The First Women

 

In the 1920s, a few pioneers overcame obstacles built by tradition, bureaucracy, and their fellow students.

 

Five young women peer from the ragged, yellowed page of a dusty old 1926 year­book. Some of them don flapper outfits and bobbed haircuts, while others wear more traditional Vermont country garb. It’s odd to see them there: men inhabit almost every other picture. But in the fraternity section of this UVM Ariel, a band of five female students staked a small, resolute claim. The group picture (at left) is of Alpha Gamma Sigma, a medical society for women founded in 1924—the same year the College of Medicine’s first female medical student com­pleted her studies. The time was ripe for such an event: just four years before, the 19th amendment to the U.S. Constitution had given women the vote. The doors to academia had been slowly nudging ope for what was then called the “gentler sex.” These women slid through and never looked back.

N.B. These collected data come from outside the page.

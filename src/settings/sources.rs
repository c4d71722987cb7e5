use std::env;
use std::path::PathBuf;

use anyhow::{Result, anyhow};
use config::{Config, ConfigError, File};
use fpick::app_dirs;

use crate::cli::CliArgs;

/// Build a [`Config`] instance by combining default locations with CLI overrides.
pub(super) fn build_config(cli: &CliArgs) -> Result<Config> {
	let defaults = if cli.no_config {
		Vec::new()
	} else {
		default_config_files()
	};
	layered_config(defaults, &cli.config)
}

/// Optional `defaults`, then required `explicit` files, then `FPICK__*`
/// environment variables.
pub(super) fn layered_config(defaults: Vec<PathBuf>, explicit: &[PathBuf]) -> Result<Config> {
	let mut builder = Config::builder();

	for path in defaults {
		builder = builder.add_source(File::from(path).required(false));
	}

	for path in explicit {
		builder = builder.add_source(File::from(path.clone()).required(true));
	}

	builder = builder.add_source(
		config::Environment::with_prefix("fpick")
			.separator("__")
			.try_parsing(true),
	);

	builder.build().map_err(|err| match err {
		ConfigError::Frozen => anyhow!("configuration builder is frozen"),
		other => other.into(),
	})
}

/// Discover the default configuration file locations that should be consulted.
pub(super) fn default_config_files() -> Vec<PathBuf> {
	let mut files = Vec::new();

	if let Ok(dir) = app_dirs::get_config_dir() {
		files.push(dir.join("config.toml"));
	}

	if let Ok(current_dir) = env::current_dir() {
		files.push(current_dir.join(".fpick.toml"));
		files.push(current_dir.join("fpick.toml"));
	}

	files
}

The earliest female student at UVM first walked across a snowy University Green to class in the spring of 1872. At that time, UVM’s medical faculty vehemently opposed accepting women. In 1891 they had actually refused to sell lecture tickets to one woman. But in 1912 Dean Henry Tinkham, M.D., proposed practical reasons for admitting female students: the school needed tuition dollars and the state desperately needed more rural general practitioners. The idea was still too distasteful to the faculty and administration, however, and a decision on the matter was postponed.

By 1918, though, droves of men had been called to World War I. The shortage of students allowed Tinkham to resurrect the issue yet again, and in 1920 he commissioned a report on female admission to other medical schools all around the country. Pressure from Lieutenant Governor Abram Foote, whose daughter aspired to be a physician, legal advice from fellow board of trustees member Judge Edmund Mower, who shared his opinion that public colleges must accept all qualified citizens, and results showing that a majority of grade “A” medical schools around the country had female students, forced a vote by the medical school faculty. The vote in favor of admitting women came in March of 1920. Miss Estelle Foote of Middlebury, the Lieutenant Governor’s daughter, submitted the first application in May of that year.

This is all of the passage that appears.